See the template below to create the metadata for a dataset. Take a look at these samples or the original template to better understand the dataset metadata spec.
- Click on the "Dataset" link in left-hand navigation panel
- Click on "Upload a Dataset"
- Select a file to upload (Must be
.tar.gz
or.tgz
format)- This will be the compressed
.yaml
specification
- This will be the compressed
- Enter a name for the dataset; Otherwise the
name
from the.yaml
spec will be used
Asset integration is work in progress. You can take a look at the JFK Airport Temperature Prediction Model notebook
id: lorem-ipsum-data-set # Unique data set id (required)
name: Lorem ipsum data set # User friendly data set name (required)
description: Lorem ipsum # Data set description (required)
version: 1.0 # Data set version (required, semver format x.y[.z])
created: 2019-07-16 # Data set creation date (ISO-8601 formatted)
updated: 2020-08-11 # Last updated date (ISO-8601 formatted)
format:
- type: CSV # Data set file format (user friendly)

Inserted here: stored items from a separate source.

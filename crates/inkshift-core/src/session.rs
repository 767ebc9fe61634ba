//! Interaction session: the single live selection slot and the UI state machine.
//!
//! The original design kept the live selection, the active UI elements, and the
//! event-race guard timestamps in free-floating module globals. Here they are
//! explicit state on one `Session` value owned by the interaction controller,
//! which makes the "exactly one live selection" invariant and the dismissal
//! guard testable without a DOM.

use web_time::{Duration, Instant};

/// Delay between the raw pointer-up event and reading the selection, letting
/// the browser finalize it first.
pub const SELECTION_SETTLE_MS: u64 = 10;

/// Pointer-downs within this window after a UI-internal pointer interaction
/// are treated as part of that interaction, not as "click outside".
pub const UI_POINTER_GUARD_MS: u64 = 100;

/// Delay before the deferred outside-click re-check, letting competing
/// handlers (menu open, submenu create) run first.
pub const DISMISS_RECHECK_MS: u64 = 10;

/// How long an error stays in the result panel before auto-dismissing.
pub const ERROR_DISMISS_MS: u64 = 3000;

/// A captured text selection. `N` is the platform's node handle type; the
/// browser layer instantiates it with an element reference, tests with
/// anything cheap.
///
/// Invariant: `text` is trimmed and never empty.
#[derive(Debug, Clone)]
pub struct SelectionSnapshot<N> {
    text: String,
    target: Option<N>,
}

impl<N> SelectionSnapshot<N> {
    /// Build a snapshot from the raw selected string. Returns `None` when the
    /// trimmed text is empty; empty selections are never recorded.
    pub fn new(raw_text: &str, target: Option<N>) -> Option<Self> {
        let text = raw_text.trim();
        if text.is_empty() {
            return None;
        }
        Some(Self {
            text: text.to_owned(),
            target,
        })
    }

    pub fn text(&self) -> &str {
        &self.text
    }

    pub fn target(&self) -> Option<&N> {
        self.target.as_ref()
    }

    /// True iff no editable ancestor was found at capture time.
    pub fn is_read_only(&self) -> bool {
        self.target.is_none()
    }
}

/// Which submenu is open.
#[derive(Debug, Clone, Copy, PartialEq, Eq)]
pub enum SubMenu {
    Languages,
    Tones,
}

/// What the result panel is currently showing.
#[derive(Debug, Clone, Copy, PartialEq, Eq)]
pub enum ResultView {
    Loading,
    Error,
    Single,
    Alternatives,
}

/// Interaction controller states.
#[derive(Debug, Clone, Copy, PartialEq, Eq)]
pub enum UiState {
    Idle,
    IconShown,
    MenuShown,
    SubMenuShown(SubMenu),
    ResultShown(ResultView),
}

/// Outcome of the pointer-down dismissal rule.
#[derive(Debug, Clone, Copy, PartialEq, Eq)]
pub enum DismissDecision {
    /// The pointer targeted our UI or landed inside the guard window.
    Ignore,
    /// Re-check after [`DISMISS_RECHECK_MS`]; tear down if still outside.
    RecheckAfterDelay,
}

/// Identifies one outbound backend request. A response is applied only when
/// its token still matches the session; anything else is stale.
#[derive(Debug, Clone, Copy, PartialEq, Eq)]
pub struct RequestToken(u64);

/// Per-page interaction session. Exactly one live selection at a time,
/// last-write-wins; superseded snapshots are simply dropped.
#[derive(Debug)]
pub struct Session<N> {
    state: UiState,
    selection: Option<SelectionSnapshot<N>>,
    last_ui_pointer: Option<Instant>,
    seq: u64,
}

impl<N> Default for Session<N> {
    fn default() -> Self {
        Self {
            state: UiState::Idle,
            selection: None,
            last_ui_pointer: None,
            seq: 0,
        }
    }
}

impl<N> Session<N> {
    pub fn new() -> Self {
        Self::default()
    }

    pub fn state(&self) -> UiState {
        self.state
    }

    pub fn selection(&self) -> Option<&SelectionSnapshot<N>> {
        self.selection.as_ref()
    }

    /// Record a new selection, replacing any previous one, and show the icon.
    /// Any pending backend response becomes stale.
    pub fn capture(&mut self, snapshot: SelectionSnapshot<N>) {
        tracing::debug!(
            target: "inkshift::session",
            text_len = snapshot.text().len(),
            read_only = snapshot.is_read_only(),
            "selection captured"
        );
        self.invalidate_pending();
        self.selection = Some(snapshot);
        self.state = UiState::IconShown;
    }

    /// Tear everything down: UI back to idle, selection discarded, pending
    /// responses stale.
    pub fn dismiss(&mut self) {
        self.invalidate_pending();
        self.selection = None;
        self.state = UiState::Idle;
    }

    /// Icon activated: show the primary menu.
    pub fn icon_activated(&mut self) -> bool {
        if self.state == UiState::IconShown {
            self.state = UiState::MenuShown;
            true
        } else {
            false
        }
    }

    /// A menu choice that opens a submenu (translate or tone).
    pub fn open_submenu(&mut self, which: SubMenu) -> bool {
        if self.state == UiState::MenuShown {
            self.state = UiState::SubMenuShown(which);
            true
        } else {
            false
        }
    }

    /// Begin a backend request and move to the loading result panel. Rewrite
    /// goes here straight from the menu; translate/tone from their submenus.
    ///
    /// Returns `None` when there is no live selection to operate on.
    pub fn begin_request(&mut self) -> Option<RequestToken> {
        self.selection.as_ref()?;
        self.seq += 1;
        self.state = UiState::ResultShown(ResultView::Loading);
        Some(RequestToken(self.seq))
    }

    /// Whether a response for `token` is still current. Captures, dismissals,
    /// and newer requests all invalidate older tokens.
    pub fn accepts_response(&self, token: RequestToken) -> bool {
        token.0 == self.seq
    }

    /// Record what the result panel now shows.
    pub fn show_result(&mut self, view: ResultView) {
        self.state = UiState::ResultShown(view);
    }

    /// The user picked a result and it was applied; back to idle.
    pub fn result_applied(&mut self) {
        self.dismiss();
    }

    /// Note a pointer interaction on our own UI, arming the guard window.
    pub fn note_ui_pointer(&mut self, now: Instant) {
        self.last_ui_pointer = Some(now);
    }

    /// The dismissal rule for a raw pointer-down. UI creation and teardown
    /// are not atomic with respect to native event dispatch, so a click that
    /// opens a submenu must not also count as "click outside".
    pub fn dismissal(&self, now: Instant, target_in_ui: bool) -> DismissDecision {
        if target_in_ui {
            return DismissDecision::Ignore;
        }
        if let Some(last) = self.last_ui_pointer {
            if now.saturating_duration_since(last) < Duration::from_millis(UI_POINTER_GUARD_MS) {
                return DismissDecision::Ignore;
            }
        }
        DismissDecision::RecheckAfterDelay
    }

    fn invalidate_pending(&mut self) {
        self.seq += 1;
    }
}

#[cfg(test)]
mod tests {
    use super::*;

    fn snap(text: &str, editable: bool) -> SelectionSnapshot<u32> {
        SelectionSnapshot::new(text, editable.then_some(1)).unwrap()
    }

    #[test]
    fn empty_selection_is_never_recorded() {
        assert!(SelectionSnapshot::<u32>::new("   \n ", None).is_none());
        assert!(SelectionSnapshot::<u32>::new("", Some(1)).is_none());
    }

    #[test]
    fn snapshot_trims_and_derives_read_only() {
        let s = SelectionSnapshot::<u32>::new("  hello world \n", None).unwrap();
        assert_eq!(s.text(), "hello world");
        assert!(s.is_read_only());
        assert!(!snap("x", true).is_read_only());
    }

    #[test]
    fn single_slot_last_write_wins() {
        let mut session = Session::new();
        session.capture(snap("first", true));
        session.capture(snap("second", false));
        assert_eq!(session.selection().unwrap().text(), "second");
        assert_eq!(session.state(), UiState::IconShown);
    }

    #[test]
    fn menu_flow_transitions() {
        let mut session = Session::new();
        session.capture(snap("text", true));
        assert!(session.icon_activated());
        assert_eq!(session.state(), UiState::MenuShown);
        assert!(session.open_submenu(SubMenu::Languages));
        assert_eq!(session.state(), UiState::SubMenuShown(SubMenu::Languages));
        let token = session.begin_request().unwrap();
        assert_eq!(session.state(), UiState::ResultShown(ResultView::Loading));
        assert!(session.accepts_response(token));
    }

    #[test]
    fn begin_request_requires_selection() {
        let mut session = Session::<u32>::new();
        assert!(session.begin_request().is_none());
    }

    #[test]
    fn stale_response_is_rejected_after_new_selection() {
        let mut session = Session::new();
        session.capture(snap("one", true));
        session.icon_activated();
        let token = session.begin_request().unwrap();
        // A fast follow-up selection supersedes the in-flight request.
        session.capture(snap("two", true));
        assert!(!session.accepts_response(token));
    }

    #[test]
    fn stale_response_is_rejected_after_dismiss() {
        let mut session = Session::new();
        session.capture(snap("one", true));
        let token = session.begin_request().unwrap();
        session.dismiss();
        assert!(!session.accepts_response(token));
    }

    #[test]
    fn error_view_stays_current_until_superseded() {
        // The condition an error auto-dismiss timer re-checks when it fires:
        // the arming token still accepted and the error view still up.
        let mut session = Session::new();
        session.capture(snap("text", true));
        let token = session.begin_request().unwrap();
        session.show_result(ResultView::Error);
        assert!(session.accepts_response(token));
        assert_eq!(session.state(), UiState::ResultShown(ResultView::Error));

        // A new selection makes the timer a no-op.
        session.capture(snap("next", true));
        assert!(!session.accepts_response(token));
    }

    #[test]
    fn newer_request_invalidates_older_token() {
        let mut session = Session::new();
        session.capture(snap("one", true));
        let first = session.begin_request().unwrap();
        let second = session.begin_request().unwrap();
        assert!(!session.accepts_response(first));
        assert!(session.accepts_response(second));
    }

    #[test]
    fn pointer_on_ui_never_dismisses() {
        let session = Session::<u32>::new();
        assert_eq!(
            session.dismissal(Instant::now(), true),
            DismissDecision::Ignore
        );
    }

    #[test]
    fn pointer_inside_guard_window_is_ignored() {
        let mut session = Session::<u32>::new();
        let t0 = Instant::now();
        session.note_ui_pointer(t0);
        assert_eq!(
            session.dismissal(t0 + Duration::from_millis(UI_POINTER_GUARD_MS / 2), false),
            DismissDecision::Ignore
        );
    }

    #[test]
    fn pointer_outside_guard_window_defers_recheck() {
        let mut session = Session::<u32>::new();
        let t0 = Instant::now();
        session.note_ui_pointer(t0);
        assert_eq!(
            session.dismissal(t0 + Duration::from_millis(UI_POINTER_GUARD_MS * 2), false),
            DismissDecision::RecheckAfterDelay
        );
    }

    #[test]
    fn pointer_with_no_prior_ui_interaction_defers_recheck() {
        let session = Session::<u32>::new();
        assert_eq!(
            session.dismissal(Instant::now(), false),
            DismissDecision::RecheckAfterDelay
        );
    }
}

url: https://en.wikipedia.org/wiki/Comma-separated_values
domain: Lorem Ipsum domain # application domain, e.g. Natural Language Processing
# Information about the entity that makes the data set available
provider: # Information about the repository that makes the data set available
name: Data Asset eXchange # Repository provider name
url: https://.../lorem-ipsum/ # Repository provider URL (preferably data set specific)
# identifies where the data set is stored and how it is stored (REQUIRED)
repository:
type: HTTP
url: http://.../loremipsum.tar.gz # Data set archive download URL
mime_type: application/x-tar # Data set archive MIME type (https://developer.mozilla.org/en-US/docs/Web/HTTP/Basics_of_HTTP/MIME_types/Common_types)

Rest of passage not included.